Agreed. A good tailor can be of tremendous value to the concealed carry culture. I'm a large framed indivudual (50L jacket, 36" pant @ 6') and I typically either have to have my suits made or extensively recut. My tailor is an avid marksmen and CCP holder so he feels my pain. I have recently fallen in love with the Blackhawk Serpa holster w/paddle. Serves both purposes for me. I RARELY tuck my shirt in unless I am wearing a suit, then my jacket is cut for concealment. I carry a USP compact .40 most of the time in this holster. When weather or dress dont permit me to carry it, I wear my Ruger SP101 3.25" 5 shot .357mag in an uncle Mikes leg holster. If wearing shorts (every pair I own are cargo shorts) I carry my Walther P-22 in my pant pocket in a small of the back holster to break up the shape of the gun through the fabric. I find that this also works well with slacks/suit pants. If I am working on an EP detail and will be in the car alot, Galco used to make a really nice "driving rig" that secures the gun horizontally across the front of my body for access while seated and has a swivel clip for concealment.


----------



## srhayes (Sep 1, 2007)

Olive Drab said:


> no one like S&W airweights?



Obviously ready to use his weapon AND his gun. I guess he lives by the old saying "better to have it and not need it than need it and not have it". Applies to guns AND condoms.


----------



## Cabbage Head (Sep 13, 2007)

Hmmmmm, I noticed that he doesnt have a reload for his revolver. He has plenty for his other one.........


----------



## Slowhand (Oct 2, 2007)

I carry a Beretta mod 92 with a 17+1 mag and 2 x 15 mags’. I used a in the pants Teflon lined speed rig strong side mostly with shirt out except if I wear a jacket.
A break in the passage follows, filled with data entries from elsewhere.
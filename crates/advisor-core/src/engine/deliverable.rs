//! Síntesis del entregable a partir de la metadata del workflow y de los
//! pasos completados.
use crate::constants::{DELIVERABLE_TITLE_SUFFIX, MAX_RECOMMENDATIONS};
use crate::model::{Attachment, Deliverable, DocumentKind, ExecuteRequest, RunStep};

pub fn deliverable_title(workflow_title: &str) -> String {
    format!("{workflow_title}{DELIVERABLE_TITLE_SUFFIX}")
}

pub fn synthesize_deliverable(request: &ExecuteRequest, steps: &[RunStep]) -> Deliverable {
    let title = deliverable_title(&request.workflow_title);
    let documents = request.documents.as_deref().unwrap_or_default();

    let mut content = format!("# {title}\n");
    if !request.workflow_description.is_empty() {
        content.push_str(&format!("\n{}\n", request.workflow_description));
    }
    for step in steps {
        content.push_str(&format!("\n## {}\n\n{}\n", step.name, step.reasoning.as_deref().unwrap_or(&step.description)));
    }

    let project_count = documents.iter().filter(|d| d.kind == DocumentKind::Project).count();
    let file_count = documents.len() - project_count;
    let summary = format!("{} completed {} step(s) using {} file(s) and {} project folder(s).",
                          request.workflow_title,
                          steps.len(),
                          file_count,
                          project_count);

    let mut recommendations = Vec::new();
    if documents.is_empty() {
        recommendations.push("Attach supporting documents and run the workflow again".to_string());
    }
    if request.inputs.is_empty() {
        recommendations.push("Collect the outstanding questionnaire answers from the client".to_string());
    }
    for project in documents.iter().filter(|d| d.kind == DocumentKind::Project) {
        recommendations.push(format!("Confirm every document in '{}' belongs to this engagement", project.name));
    }
    recommendations.push("Review the findings with the client before filing".to_string());
    recommendations.truncate(MAX_RECOMMENDATIONS);

    let attachments = documents.iter()
                               .map(|d| match d.kind {
                                   DocumentKind::File => Attachment { name: d.name.clone(),
                                                                      kind: "file".into(),
                                                                      document_id: Some(d.id),
                                                                      project_id: None },
                                   DocumentKind::Project => Attachment { name: d.name.clone(),
                                                                         kind: "project".into(),
                                                                         document_id: None,
                                                                         project_id: Some(d.id) },
                               })
                               .collect();

    Deliverable { title,
                  content,
                  summary,
                  recommendations,
                  attachments }
}
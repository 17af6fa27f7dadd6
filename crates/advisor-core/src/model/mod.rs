//! Modelo de datos del ciclo de vida: runs, pasos registrados, entregables,
//! asociaciones run-documento y contratos de entrada.

mod run;
mod submission;

pub use run::{Attachment, Deliverable, RunDocumentAssociation, RunStatus, RunStep, WorkflowRun};
pub use submission::{DocumentKind, DocumentSource, ExecuteDocument, ExecuteRequest, ProjectRef, RunSubmission,
                     SelectionPayload, SubmittedDocument, UploadedFile};
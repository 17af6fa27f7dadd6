use async_trait::async_trait;
use chrono::{DateTime, Utc};
use dashmap::DashMap;
use log::debug;
use uuid::Uuid;

use super::{DocumentSink, RunStore};
use crate::errors::StoreError;
use crate::model::{Deliverable, RunDocumentAssociation, RunStatus, RunStep, UploadedFile, WorkflowRun};

/// `RunStore` en memoria. Cada entrada del `DashMap` se modifica bajo el lock
/// de su shard, así que el compare-and-swap de `transition` es atómico por
/// run.
#[derive(Debug, Default)]
pub struct InMemoryRunStore {
    runs: DashMap<Uuid, WorkflowRun>,
    associations: DashMap<Uuid, Vec<RunDocumentAssociation>>,
}

impl InMemoryRunStore {
    pub fn new() -> Self {
        Self::default()
    }

    pub fn run_count(&self) -> usize {
        self.runs.len()
    }
}

#[async_trait]
impl RunStore for InMemoryRunStore {
    async fn insert_run(&self, run: &WorkflowRun) -> Result<(), StoreError> {
        match self.runs.entry(run.id) {
            dashmap::mapref::entry::Entry::Occupied(_) => Err(StoreError::Conflict(format!("run {} already exists", run.id))),
            dashmap::mapref::entry::Entry::Vacant(slot) => {
                slot.insert(run.clone());
                debug!("insert_run run_id={} status={}", run.id, run.status);
                Ok(())
            }
        }
    }

    async fn insert_associations(&self, rows: &[RunDocumentAssociation]) -> Result<(), StoreError> {
        if let Some(orphan) = rows.iter().find(|r| !self.runs.contains_key(&r.run_id)) {
            return Err(StoreError::NotFound(format!("run {}", orphan.run_id)));
        }
        for row in rows {
            self.associations.entry(row.run_id).or_default().push(row.clone());
        }
        debug!("insert_associations count={}", rows.len());
        Ok(())
    }

    async fn load_run(&self, run_id: Uuid) -> Result<Option<WorkflowRun>, StoreError> {
        Ok(self.runs.get(&run_id).map(|r| r.clone()))
    }

    async fn list_associations(&self, run_id: Uuid) -> Result<Vec<RunDocumentAssociation>, StoreError> {
        Ok(self.associations.get(&run_id).map(|rows| rows.clone()).unwrap_or_default())
    }

    async fn transition(&self, run_id: Uuid, from: RunStatus, to: RunStatus, at: DateTime<Utc>) -> Result<bool, StoreError> {
        if !from.can_advance_to(to) {
            return Err(StoreError::Conflict(format!("illegal transition {from} -> {to}")));
        }
        let mut run = self.runs
                          .get_mut(&run_id)
                          .ok_or_else(|| StoreError::NotFound(format!("run {run_id}")))?;
        if run.status != from {
            debug!("transition:skip run_id={run_id} expected={from} actual={}", run.status);
            return Ok(false);
        }
        run.status = to;
        run.last_updated = at;
        debug!("transition run_id={run_id} {from} -> {to}");
        Ok(true)
    }

    async fn record_completion(&self,
                               run_id: Uuid,
                               steps: &[RunStep],
                               deliverable: &Deliverable,
                               at: DateTime<Utc>)
                               -> Result<bool, StoreError> {
        let mut run = self.runs
                          .get_mut(&run_id)
                          .ok_or_else(|| StoreError::NotFound(format!("run {run_id}")))?;
        if run.status != RunStatus::Running {
            return Ok(false);
        }
        run.status = RunStatus::Completed;
        run.steps = steps.to_vec();
        run.deliverable = Some(deliverable.clone());
        run.completed_at = Some(at);
        run.last_updated = at;
        Ok(true)
    }

    async fn touch(&self, run_id: Uuid, at: DateTime<Utc>) -> Result<bool, StoreError> {
        let mut run = self.runs
                          .get_mut(&run_id)
                          .ok_or_else(|| StoreError::NotFound(format!("run {run_id}")))?;
        if run.status != RunStatus::Running {
            return Ok(false);
        }
        if at > run.last_updated {
            run.last_updated = at;
        }
        Ok(true)
    }

    async fn stalled_runs(&self, updated_before: DateTime<Utc>) -> Result<Vec<Uuid>, StoreError> {
        Ok(self.runs
               .iter()
               .filter(|r| r.status == RunStatus::Running && r.last_updated < updated_before)
               .map(|r| r.id)
               .collect())
    }
}

/// `DocumentSink` en memoria: asigna un id nuevo a cada upload y conserva
/// los archivos para inspección.
#[derive(Debug, Default)]
pub struct InMemoryUploadSink {
    stored: DashMap<Uuid, UploadedFile>,
}

impl InMemoryUploadSink {
    pub fn new() -> Self {
        Self::default()
    }

    pub fn get(&self, id: Uuid) -> Option<UploadedFile> {
        self.stored.get(&id).map(|f| f.clone())
    }

    pub fn len(&self) -> usize {
        self.stored.len()
    }

    pub fn is_empty(&self) -> bool {
        self.stored.is_empty()
    }
}

#[async_trait]
impl DocumentSink for InMemoryUploadSink {
    async fn store_upload(&self, file: &UploadedFile) -> Result<Uuid, StoreError> {
        let id = Uuid::new_v4();
        self.stored.insert(id, file.clone());
        Ok(id)
    }

    async fn discard_upload(&self, document_id: Uuid) -> Result<(), StoreError> {
        self.stored.remove(&document_id);
        Ok(())
    }
}
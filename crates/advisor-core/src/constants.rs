//! Constantes del núcleo de ejecución.
//!
//! Valores estáticos compartidos por el manager, el planner por defecto y las
//! capas de persistencia. Cambiar `DELIVERABLE_TITLE_SUFFIX` altera el título
//! visible del entregable de todas las ejecuciones nuevas.

/// Sufijo que se añade al título del workflow para formar el título del
/// entregable (`"<workflowTitle> - Results"`).
pub const DELIVERABLE_TITLE_SUFFIX: &str = " - Results";

/// Límite superior de recomendaciones que el sintetizador copia al entregable.
pub const MAX_RECOMMENDATIONS: usize = 8;
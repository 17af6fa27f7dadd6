//! Pasos de un workflow.
//!
//! Un run ejecuta los pasos de su `WorkflowPlan` en orden estricto; cada paso
//! se narra con un `StepNarrator` (servicio externo de generación de texto
//! tratado como caja negra) y queda registrado como `RunStep`.

pub mod definition;
mod status;

pub use definition::{NarrationError, PlainNarrator, StandardPlanner, StepContext, StepNarrator, StepPlanner, StepTemplate,
                     WorkflowPlan};
pub use status::StepStatus;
I then changed to wearing my 9 tucked into the waist of my pants, long, short or my wrap around skirt, Ha, which has proved to be the quickest way to deploy, easiest to conceal but sweat plays havoc with the metal work.

I used a product similar to the belly buddy, was only useful when wearing shorts, but not comfortable. A good custom leather worker will be able to put something together that fits for you and the baroosh you carry

I have hung my guns for some time now, will carry occasionally as the situation dictates, but mostly I sit on my arse in meetings with Captains of Industry now and insinuate myself into a position where I can make obnoxious amounts of money , all the while doing as little as possible.


----------



## The91Bravo (Oct 9, 2007)

*My father's friend an experience with the belly band*



Boondocksaint375 said:


> The female FAM I know used to use the belly band, I think it would annoy the hell out of me though



It was on a trans-con flight back in the early 80's.  The FAM was walking towards the spiral staircase on a 747, and the weapon began to slip out of the belly band.  He hit the stairs and sat down half way up.  He looked up, then down, seeing no-one he unzipped his fly and began to push the weapon back up into the band.  Just then one of the flight attendants (Stewardesses back then) got to the bottom of the stairs and looked up, only to see this guy fishing around in his trousers....  He froze.  They looked at each other for a moment, and she turned around and found something else to do, while he finished securing his weapon...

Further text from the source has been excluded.